Introduction to CTIIP

Imaging-based cancer research is in the beginning phase of an integrative-biology revolution. It is now feasible to extract large sets of quantitative image features relevant to cancer prognosis or treatment across three complementary research domains: clinical imaging, pre-clinical imaging, and digital pathology. These high-dimensional image feature sets can be used to infer clinical phenotypes or correlate with gene–protein signatures. This type of analysis, however, requires large volumes of data.

To serve the need for research across domains, the National Cancer Institute Clinical and Translational Imaging Informatics Project (NCI CTIIP) team is creating a set of open-source software tools that support a comprehensive and reusable exploration and fusion of clinical imaging, pre-clinical imaging, and digital pathology data. The Cancer Genome Atlas (TCGA) and The Cancer Imaging Archive (TCIA) projects, with molecular metadata and image-derived information, respectively, have created a rich multi-domain data set. This data set, however, is in an infrastructure that provides limited query capability for identifying cases based on all of the available data types. Moreover, this infrastructure is incapable of integrating data from other research domains due to a lack of common data standards.
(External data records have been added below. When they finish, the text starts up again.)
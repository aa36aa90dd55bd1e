//! Mock platform implementation for testing
//!
//! [`MockSwitch`] simulates an SJA1105 behind the [`Sja1105Platform`]
//! capability set so the protocol layer can be unit tested without hardware.
//!
//! # Feature Gate
//!
//! This module is available in two contexts:
//! - During test builds (`#[cfg(test)]`)
//! - When the `mock` feature is enabled
//!
//! [`Sja1105Platform`]: crate::platform::Sja1105Platform

#![cfg(any(test, feature = "mock"))]

mod switch;

pub use switch::{MockEvent, MockSwitch, SpiTransaction, Stamped};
To address these limitations, the CTIIP team is developing a unified query interface to make it easier to analyze data from different research domains. This interface, plus related open-source software and data standards, would then be applied to small animal model data, and provide a common platform and data engine for the hosting of “pilot challenges.” These pilot challenges will proactively facilitate biological and clinical research across the clinical, pre-clinical, and digital pathology imaging research domains. The algorithms used in the pilot challenges will be shared with the community via an open-source software clearinghouse.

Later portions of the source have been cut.